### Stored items
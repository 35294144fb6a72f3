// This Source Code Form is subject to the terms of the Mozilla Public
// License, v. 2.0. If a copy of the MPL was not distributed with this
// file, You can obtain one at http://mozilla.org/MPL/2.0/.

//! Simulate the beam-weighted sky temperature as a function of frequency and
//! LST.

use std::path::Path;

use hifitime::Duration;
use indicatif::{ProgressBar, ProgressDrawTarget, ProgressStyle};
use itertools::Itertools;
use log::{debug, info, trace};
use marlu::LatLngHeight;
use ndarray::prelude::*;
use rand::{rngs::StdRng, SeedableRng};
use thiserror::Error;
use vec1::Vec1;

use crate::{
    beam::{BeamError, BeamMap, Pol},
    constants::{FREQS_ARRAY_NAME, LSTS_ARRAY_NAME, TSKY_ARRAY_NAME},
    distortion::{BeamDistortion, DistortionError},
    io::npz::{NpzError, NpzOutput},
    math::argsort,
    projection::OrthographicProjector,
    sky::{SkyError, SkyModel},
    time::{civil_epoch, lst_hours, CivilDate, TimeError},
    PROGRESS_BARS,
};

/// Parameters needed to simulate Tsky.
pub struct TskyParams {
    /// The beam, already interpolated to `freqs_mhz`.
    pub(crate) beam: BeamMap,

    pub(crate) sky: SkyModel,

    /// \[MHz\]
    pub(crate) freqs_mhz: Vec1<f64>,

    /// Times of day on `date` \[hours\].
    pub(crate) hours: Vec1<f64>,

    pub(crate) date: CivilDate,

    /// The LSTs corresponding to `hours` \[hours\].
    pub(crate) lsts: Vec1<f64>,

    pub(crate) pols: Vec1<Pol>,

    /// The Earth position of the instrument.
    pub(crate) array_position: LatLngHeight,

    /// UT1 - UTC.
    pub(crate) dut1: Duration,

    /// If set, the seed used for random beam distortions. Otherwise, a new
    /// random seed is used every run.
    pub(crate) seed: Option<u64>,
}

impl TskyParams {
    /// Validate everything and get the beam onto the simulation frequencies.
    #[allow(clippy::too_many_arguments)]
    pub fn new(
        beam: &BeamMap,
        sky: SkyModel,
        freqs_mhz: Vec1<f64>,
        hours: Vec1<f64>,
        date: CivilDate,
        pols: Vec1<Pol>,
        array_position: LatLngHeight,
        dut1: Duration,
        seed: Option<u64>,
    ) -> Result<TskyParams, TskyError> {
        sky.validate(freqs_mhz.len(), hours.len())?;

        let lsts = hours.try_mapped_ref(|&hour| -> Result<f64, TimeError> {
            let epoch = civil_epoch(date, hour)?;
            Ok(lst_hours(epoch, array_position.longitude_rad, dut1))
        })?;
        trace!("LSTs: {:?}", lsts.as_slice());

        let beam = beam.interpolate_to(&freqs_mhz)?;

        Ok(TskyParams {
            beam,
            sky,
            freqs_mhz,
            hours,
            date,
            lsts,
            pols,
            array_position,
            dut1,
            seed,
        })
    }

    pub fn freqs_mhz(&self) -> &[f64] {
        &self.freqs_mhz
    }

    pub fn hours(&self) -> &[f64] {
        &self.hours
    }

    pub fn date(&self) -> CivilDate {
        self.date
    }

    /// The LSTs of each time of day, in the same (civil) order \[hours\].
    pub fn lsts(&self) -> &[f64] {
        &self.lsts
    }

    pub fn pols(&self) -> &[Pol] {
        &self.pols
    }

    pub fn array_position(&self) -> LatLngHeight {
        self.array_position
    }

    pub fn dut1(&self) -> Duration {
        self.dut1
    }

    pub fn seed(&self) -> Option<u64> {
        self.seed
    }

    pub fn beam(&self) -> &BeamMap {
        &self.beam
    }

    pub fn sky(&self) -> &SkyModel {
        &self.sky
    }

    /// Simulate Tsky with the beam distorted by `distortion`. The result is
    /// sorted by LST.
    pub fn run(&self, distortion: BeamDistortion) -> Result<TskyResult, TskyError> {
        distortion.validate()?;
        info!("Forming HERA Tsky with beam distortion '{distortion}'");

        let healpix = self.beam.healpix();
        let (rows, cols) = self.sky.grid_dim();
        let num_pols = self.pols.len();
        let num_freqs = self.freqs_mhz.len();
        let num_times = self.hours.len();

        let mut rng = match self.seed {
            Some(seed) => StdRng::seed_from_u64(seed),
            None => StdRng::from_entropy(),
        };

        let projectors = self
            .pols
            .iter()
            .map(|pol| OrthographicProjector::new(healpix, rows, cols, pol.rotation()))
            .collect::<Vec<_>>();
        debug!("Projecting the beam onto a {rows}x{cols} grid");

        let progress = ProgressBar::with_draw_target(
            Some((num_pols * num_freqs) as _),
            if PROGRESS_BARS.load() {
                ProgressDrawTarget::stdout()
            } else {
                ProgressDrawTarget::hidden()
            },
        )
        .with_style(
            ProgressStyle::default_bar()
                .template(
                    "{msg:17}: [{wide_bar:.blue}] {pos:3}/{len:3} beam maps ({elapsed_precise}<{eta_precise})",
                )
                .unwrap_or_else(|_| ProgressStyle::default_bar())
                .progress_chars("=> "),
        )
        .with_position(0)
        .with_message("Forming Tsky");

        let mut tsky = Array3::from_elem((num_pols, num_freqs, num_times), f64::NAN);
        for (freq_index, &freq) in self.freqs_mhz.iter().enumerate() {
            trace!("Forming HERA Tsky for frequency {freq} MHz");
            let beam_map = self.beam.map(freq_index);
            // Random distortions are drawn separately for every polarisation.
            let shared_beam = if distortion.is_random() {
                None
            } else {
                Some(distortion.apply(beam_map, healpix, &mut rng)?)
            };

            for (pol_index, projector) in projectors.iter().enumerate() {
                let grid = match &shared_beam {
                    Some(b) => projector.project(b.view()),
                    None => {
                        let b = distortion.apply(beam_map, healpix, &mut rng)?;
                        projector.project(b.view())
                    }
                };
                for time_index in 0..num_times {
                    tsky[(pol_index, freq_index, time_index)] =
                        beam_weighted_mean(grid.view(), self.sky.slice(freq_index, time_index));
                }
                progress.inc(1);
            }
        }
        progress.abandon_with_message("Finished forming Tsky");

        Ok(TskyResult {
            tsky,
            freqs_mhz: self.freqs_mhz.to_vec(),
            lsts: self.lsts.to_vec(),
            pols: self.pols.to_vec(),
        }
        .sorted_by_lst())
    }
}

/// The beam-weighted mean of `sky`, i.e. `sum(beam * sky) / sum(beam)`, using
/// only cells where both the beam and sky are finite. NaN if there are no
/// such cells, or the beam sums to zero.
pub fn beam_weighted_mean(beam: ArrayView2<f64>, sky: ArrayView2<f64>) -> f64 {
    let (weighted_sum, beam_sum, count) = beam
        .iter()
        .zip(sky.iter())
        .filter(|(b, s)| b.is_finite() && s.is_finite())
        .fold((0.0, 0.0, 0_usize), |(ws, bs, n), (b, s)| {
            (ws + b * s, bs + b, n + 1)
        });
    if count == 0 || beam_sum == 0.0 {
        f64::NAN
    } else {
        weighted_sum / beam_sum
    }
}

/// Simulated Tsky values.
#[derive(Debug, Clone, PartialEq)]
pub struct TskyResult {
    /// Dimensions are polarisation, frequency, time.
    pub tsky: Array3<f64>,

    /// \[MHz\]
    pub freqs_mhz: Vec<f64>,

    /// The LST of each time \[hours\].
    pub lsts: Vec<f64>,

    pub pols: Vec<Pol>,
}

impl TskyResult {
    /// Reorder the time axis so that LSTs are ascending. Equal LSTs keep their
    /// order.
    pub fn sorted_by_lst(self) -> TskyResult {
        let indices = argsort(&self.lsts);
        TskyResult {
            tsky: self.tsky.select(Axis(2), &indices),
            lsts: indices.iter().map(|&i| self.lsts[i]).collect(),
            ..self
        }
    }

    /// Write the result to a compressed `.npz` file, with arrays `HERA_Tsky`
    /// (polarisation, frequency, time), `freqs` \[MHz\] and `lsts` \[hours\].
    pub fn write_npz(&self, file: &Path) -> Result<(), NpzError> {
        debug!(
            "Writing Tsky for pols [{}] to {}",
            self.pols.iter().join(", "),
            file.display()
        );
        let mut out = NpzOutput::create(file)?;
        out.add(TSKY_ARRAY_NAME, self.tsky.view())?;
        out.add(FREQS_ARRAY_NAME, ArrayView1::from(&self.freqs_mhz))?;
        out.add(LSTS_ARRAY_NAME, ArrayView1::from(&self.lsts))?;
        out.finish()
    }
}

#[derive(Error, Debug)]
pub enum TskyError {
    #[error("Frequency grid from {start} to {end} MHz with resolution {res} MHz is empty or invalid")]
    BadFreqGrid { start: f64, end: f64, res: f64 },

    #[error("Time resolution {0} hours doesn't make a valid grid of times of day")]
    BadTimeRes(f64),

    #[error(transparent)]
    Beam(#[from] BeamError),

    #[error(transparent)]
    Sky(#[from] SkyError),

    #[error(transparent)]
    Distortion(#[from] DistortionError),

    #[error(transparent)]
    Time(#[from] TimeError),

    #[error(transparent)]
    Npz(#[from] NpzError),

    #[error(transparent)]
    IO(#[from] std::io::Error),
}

### TASK DESCRIPTION
Given the records above, reproduce precisely and only the lines between the line holding "pub fn date(&self)" and the line holding "beam onto a", inclusive.

### ANSWER TO THE PROBLEM
    pub fn date(&self) -> CivilDate {
        self.date
    }

    /// The LSTs of each time of day, in the same (civil) order \[hours\].
    pub fn lsts(&self) -> &[f64] {
        &self.lsts
    }

    pub fn pols(&self) -> &[Pol] {
        &self.pols
    }

    pub fn array_position(&self) -> LatLngHeight {
        self.array_position
    }

    pub fn dut1(&self) -> Duration {
        self.dut1
    }

    pub fn seed(&self) -> Option<u64> {
        self.seed
    }

    pub fn beam(&self) -> &BeamMap {
        &self.beam
    }

    pub fn sky(&self) -> &SkyModel {
        &self.sky
    }

    /// Simulate Tsky with the beam distorted by `distortion`. The result is
    /// sorted by LST.
    pub fn run(&self, distortion: BeamDistortion) -> Result<TskyResult, TskyError> {
        distortion.validate()?;
        info!("Forming HERA Tsky with beam distortion '{distortion}'");

        let healpix = self.beam.healpix();
        let (rows, cols) = self.sky.grid_dim();
        let num_pols = self.pols.len();
        let num_freqs = self.freqs_mhz.len();
        let num_times = self.hours.len();

        let mut rng = match self.seed {
            Some(seed) => StdRng::seed_from_u64(seed),
            None => StdRng::from_entropy(),
        };

        let projectors = self
            .pols
            .iter()
            .map(|pol| OrthographicProjector::new(healpix, rows, cols, pol.rotation()))
            .collect::<Vec<_>>();
        debug!("Projecting the beam onto a {rows}x{cols} grid");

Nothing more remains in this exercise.